Jennifer Blumenthal - CEO of OneRecord
Jennifer Blumenthal
Aug 27, 2018

In April 2018, The Centers for Medicare and Medicaid Services (CMS) announced that the previous EHR incentive program commonly known as “Meaningful Use” (MU) will be renamed and adapted into a program called “Promoting Interoperability” (PI). This rebranding reflects the importance that CMS has placed on electronic interoperability in healthcare.  The final rule, released by CMS on August 2, highlighted a change in measures and scoring methodology to increase the importance of patient electronic access to health information.  
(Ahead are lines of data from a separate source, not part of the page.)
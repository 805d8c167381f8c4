//! Period-indexed metric rows out of a highlights-style table.
//!
//! Row 0 names the periods. Body rows are either section headers (which move
//! the cursor) or labelled data rows, resolved against the dictionary of the
//! section currently in effect.

use tracing::trace;

use super::fields::{resolve_field, section_header, SectionKind};
use super::period::derive_period;
use super::text::{normalize, parse_number};
use super::ExtractionError;
use crate::models::{FinancialSection, MetricRow, MetricValue, PeriodKey};

#[derive(Debug, Clone, PartialEq)]
pub struct ExtractedTable {
    pub periods: Vec<PeriodKey>,
    pub sections: Vec<FinancialSection>,
}

/// Extract a table whose rows start in `initial` until a header says otherwise.
pub fn extract_table(
    table: &[Vec<String>],
    initial: SectionKind,
) -> Result<ExtractedTable, ExtractionError> {
    let header = table.first().ok_or(ExtractionError::MissingHeaderRow { cells: 0 })?;
    if header.len() < 2 {
        return Err(ExtractionError::MissingHeaderRow { cells: header.len() });
    }

    let periods: Vec<PeriodKey> = header[1..].iter().map(|c| derive_period(c)).collect();

    let scan = table[1..]
        .iter()
        .fold(Scan::new(initial), |scan, row| scan.step(row, &periods));

    Ok(ExtractedTable { periods, sections: scan.into_sections() })
}

/// Fold state: the section cursor plus everything emitted so far.
struct Scan {
    current: SectionKind,
    entered: Vec<SectionKind>,
    rows: Vec<(SectionKind, MetricRow)>,
}

impl Scan {
    fn new(initial: SectionKind) -> Self {
        Self { current: initial, entered: vec![initial], rows: Vec::new() }
    }

    fn step(mut self, row: &[String], periods: &[PeriodKey]) -> Self {
        if let Some(section) = section_header(row) {
            self.current = section;
            if !self.entered.contains(&section) {
                self.entered.push(section);
            }
            return self;
        }

        let Some(label) = row.first().map(|c| normalize(c)) else { return self };
        if label.is_empty() {
            return self;
        }

        match resolve_field(&label, self.current.dictionary()) {
            Some(row_key) => {
                let values = metric_values(&row[1..], periods);
                self.rows.push((
                    self.current,
                    MetricRow { row_key: row_key.to_string(), label, values },
                ));
            }
            None => trace!("unmapped row {:?} in {}", label, self.current.key()),
        }
        self
    }

    fn into_sections(self) -> Vec<FinancialSection> {
        let Scan { entered, mut rows, .. } = self;
        entered
            .into_iter()
            .map(|kind| {
                let (mine, rest): (Vec<_>, Vec<_>) =
                    rows.drain(..).partition(|(k, _)| *k == kind);
                rows = rest;
                FinancialSection {
                    section_key: kind.key().to_string(),
                    section_label: kind.label().to_string(),
                    rows: mine.into_iter().map(|(_, r)| r).collect(),
                }
            })
            .collect()
    }
}

/// One value per period, in column order; missing cells count as no data.
fn metric_values(cells: &[String], periods: &[PeriodKey]) -> Vec<MetricValue> {
    periods
        .iter()
        .enumerate()
        .map(|(i, p)| MetricValue {
            period_key: p.key.clone(),
            value: cells.get(i).and_then(|c| parse_number(c)),
        })
        .collect()
}
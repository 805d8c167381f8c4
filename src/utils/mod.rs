use std::time::{Duration, Instant};
use tracing::info;

/// Wall-clock timer that logs how long a command took when dropped.
pub struct Timer {
    label: String,
    start: Instant,
}

impl Timer {
    pub fn start(label: impl Into<String>) -> Self {
        let label = label.into();
        info!("⏱  Starting: {}", label);
        Self {
            label,
            start: Instant::now(),
        }
    }

    pub fn elapsed(&self) -> Duration {
        self.start.elapsed()
    }
}

impl Drop for Timer {
    fn drop(&mut self) {
        info!("⏱  Finished: {} (took {:.2?})", self.label, self.elapsed());
    }
}

#[cfg(test)]
mod tests {
    use super::*;

    #[test]
    fn test_timer_elapsed_monotonic() {
        let t = Timer::start("test");
        let a = t.elapsed();
        let b = t.elapsed();
        assert!(b >= a);
    }
}
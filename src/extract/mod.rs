//! Extraction core: raw scraped text in, typed records out.
//!
//! Everything here is synchronous and pure. Inputs are snapshots already
//! pulled out of the page by `acquire::dom`; outputs are fresh owned values.
//! Structural problems surface as [`ExtractionError`]; a row or card that
//! simply doesn't match a dictionary or pattern is dropped, not reported.

pub mod assemble;
pub mod events;
pub mod fields;
pub mod highlights;
pub mod period;
pub mod profile;
pub mod shareholders;
pub mod table;
pub mod text;

use thiserror::Error;

#[derive(Debug, Error, PartialEq)]
pub enum ExtractionError {
    #[error("table header row missing or too short ({cells} cells, need at least 2)")]
    MissingHeaderRow { cells: usize },

    #[error("{0} block not found")]
    BlockNotFound(&'static str),

    #[error("{0} table is empty")]
    EmptyTable(&'static str),

    #[error("rank {found} follows rank {previous}; ranks must increase")]
    RankOutOfOrder { previous: u32, found: u32 },
}
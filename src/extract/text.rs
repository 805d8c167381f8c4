//! Whitespace and number clean-up shared by every extractor.

/// Space-like code points the SET pages use for layout.
const NBSP: [char; 3] = ['\u{a0}', '\u{2007}', '\u{202f}'];

/// Default unit of the highlights tables when the page omits it.
pub const DEFAULT_UNIT: &str = "ล้านบาท";

/// Canonical form of scraped text: non-breaking spaces become plain spaces,
/// whitespace runs collapse to one space, ends are trimmed.
/// "  กำไร\u{a0}\u{a0}สุทธิ " → "กำไร สุทธิ"
pub fn normalize(raw: &str) -> String {
    let spaced: String = raw
        .chars()
        .map(|c| if NBSP.contains(&c) { ' ' } else { c })
        .collect();
    spaced.split_whitespace().collect::<Vec<_>>().join(" ")
}

/// Parse a locale-formatted number; "no data" markers and junk become `None`.
/// "1,234.50" → 1234.5 | "-" → None | "" → None | "N/A" → None
pub fn parse_number(text: &str) -> Option<f64> {
    let s = normalize(text);
    if s.is_empty() || s == "-" || s == "—" {
        return None;
    }
    let cleaned = s.replace(',', "");
    cleaned.parse::<f64>().ok().filter(|n| n.is_finite())
}

/// Strip the "หน่วย :" prefix from a unit caption.
/// "หน่วย : ล้านบาท" → "ล้านบาท" | "" → DEFAULT_UNIT
pub fn parse_unit(caption: &str) -> String {
    let s = normalize(caption);
    let s = s.strip_prefix("หน่วย").unwrap_or(&s);
    let s = s.trim().trim_start_matches(':').trim();
    if s.is_empty() { DEFAULT_UNIT.to_string() } else { s.to_string() }
}

// ── Tests ─────────────────────────────────────────────────────────────────────

#[cfg(test)]
mod tests {
    use super::*;

    #[test]
    fn test_normalize_nbsp_and_runs() {
        assert_eq!(normalize("a\u{a0}\u{a0}b"), "a b");
        assert_eq!(normalize("  สินทรัพย์รวม \n\t "), "สินทรัพย์รวม");
        assert_eq!(normalize(""), "");
        assert_eq!(normalize("\u{202f}x\u{2007}y\u{a0}"), "x y");
    }

    #[test]
    fn test_normalize_idempotent() {
        for s in ["a\u{a0}\u{a0}b", " XD  15 ม.ค.\u{a0}2568 ", "", "\t\n"] {
            let once = normalize(s);
            assert_eq!(normalize(&once), once);
        }
    }

    #[test]
    fn test_parse_number() {
        assert_eq!(parse_number("1,234"), Some(1234.0));
        assert_eq!(parse_number(" 12,345.67 "), Some(12345.67));
        assert_eq!(parse_number("-3.5"), Some(-3.5));
        assert_eq!(parse_number("-"), None);
        assert_eq!(parse_number("—"), None);
        assert_eq!(parse_number(""), None);
        assert_eq!(parse_number("abc"), None);
        assert_eq!(parse_number("inf"), None);
        assert_eq!(parse_number("NaN"), None);
    }

    #[test]
    fn test_parse_number_zero_is_not_null() {
        assert_eq!(parse_number("0.00"), Some(0.0));
    }

    #[test]
    fn test_parse_unit() {
        assert_eq!(parse_unit("หน่วย : ล้านบาท"), "ล้านบาท");
        assert_eq!(parse_unit("หน่วย: พันบาท"), "พันบาท");
        assert_eq!(parse_unit("  "), DEFAULT_UNIT);
    }
}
Under the old Meaningful Use program, the measures were considered pass/fail on a threshold basis, requiring hospitals to meet certain thresholds to receive credit for completing a measure.  Under the new proposed rule, measures would be given a point score based on a performance ratio, meaning if the hospital performed a measure 50% of the time, they would receive 50% of that measure’s allotted points.  To be considered a meaningful user, a hospital must achieve 50 of 100 possible points.  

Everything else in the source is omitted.